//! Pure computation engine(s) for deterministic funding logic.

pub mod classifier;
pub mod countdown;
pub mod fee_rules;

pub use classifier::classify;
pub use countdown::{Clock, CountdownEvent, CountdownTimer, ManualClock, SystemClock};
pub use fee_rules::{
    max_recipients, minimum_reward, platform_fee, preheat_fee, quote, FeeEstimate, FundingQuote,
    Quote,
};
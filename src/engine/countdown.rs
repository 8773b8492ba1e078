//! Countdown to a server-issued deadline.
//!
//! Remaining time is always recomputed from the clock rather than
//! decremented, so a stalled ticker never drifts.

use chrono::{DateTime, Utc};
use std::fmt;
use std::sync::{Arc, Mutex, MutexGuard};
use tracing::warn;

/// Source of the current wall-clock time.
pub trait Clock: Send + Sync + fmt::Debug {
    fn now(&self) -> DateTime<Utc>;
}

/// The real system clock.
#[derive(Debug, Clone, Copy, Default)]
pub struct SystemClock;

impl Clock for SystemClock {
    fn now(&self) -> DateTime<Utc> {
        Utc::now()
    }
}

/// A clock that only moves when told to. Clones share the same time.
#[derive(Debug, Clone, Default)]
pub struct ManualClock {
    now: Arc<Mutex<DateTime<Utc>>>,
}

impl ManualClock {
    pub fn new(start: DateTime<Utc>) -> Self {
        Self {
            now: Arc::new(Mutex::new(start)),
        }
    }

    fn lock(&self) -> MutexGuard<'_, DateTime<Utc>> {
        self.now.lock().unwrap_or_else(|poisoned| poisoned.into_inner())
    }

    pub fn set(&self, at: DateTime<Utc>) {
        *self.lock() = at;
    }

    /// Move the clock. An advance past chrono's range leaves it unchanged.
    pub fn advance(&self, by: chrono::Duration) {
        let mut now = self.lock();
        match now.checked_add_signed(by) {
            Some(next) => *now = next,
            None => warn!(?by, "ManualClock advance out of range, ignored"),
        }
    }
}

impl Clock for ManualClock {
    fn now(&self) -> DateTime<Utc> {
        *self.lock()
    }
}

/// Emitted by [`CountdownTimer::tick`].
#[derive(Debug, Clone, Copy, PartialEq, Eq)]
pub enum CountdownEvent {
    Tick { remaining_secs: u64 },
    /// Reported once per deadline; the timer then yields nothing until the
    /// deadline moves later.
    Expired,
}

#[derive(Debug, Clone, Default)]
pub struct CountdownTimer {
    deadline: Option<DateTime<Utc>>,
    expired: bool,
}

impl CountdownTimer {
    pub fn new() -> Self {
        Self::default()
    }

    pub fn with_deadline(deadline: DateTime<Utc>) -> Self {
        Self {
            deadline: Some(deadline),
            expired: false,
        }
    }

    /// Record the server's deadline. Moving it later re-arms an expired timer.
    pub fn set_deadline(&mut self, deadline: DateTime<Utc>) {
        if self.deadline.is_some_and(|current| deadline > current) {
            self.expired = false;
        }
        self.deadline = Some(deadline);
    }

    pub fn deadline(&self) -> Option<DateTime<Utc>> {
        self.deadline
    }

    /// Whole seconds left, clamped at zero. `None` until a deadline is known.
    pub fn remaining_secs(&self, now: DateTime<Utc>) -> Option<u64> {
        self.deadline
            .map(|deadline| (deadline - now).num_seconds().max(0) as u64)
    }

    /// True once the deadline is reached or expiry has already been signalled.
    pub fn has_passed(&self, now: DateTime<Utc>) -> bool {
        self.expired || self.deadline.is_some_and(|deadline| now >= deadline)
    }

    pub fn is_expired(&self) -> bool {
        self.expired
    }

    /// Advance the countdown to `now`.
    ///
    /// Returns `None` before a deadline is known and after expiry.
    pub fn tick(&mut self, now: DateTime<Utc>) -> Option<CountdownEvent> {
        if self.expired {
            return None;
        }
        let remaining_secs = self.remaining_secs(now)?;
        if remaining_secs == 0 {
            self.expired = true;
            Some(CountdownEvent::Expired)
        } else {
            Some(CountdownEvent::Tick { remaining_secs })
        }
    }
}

--

Scan the lines above for the word "None" and copy every one where it occurs.

TASK RESULT>
            None => warn!(?by, "ManualClock advance out of range, ignored"),
    /// Whole seconds left, clamped at zero. `None` until a deadline is known.
    /// Returns `None` before a deadline is known and after expiry.
            return None;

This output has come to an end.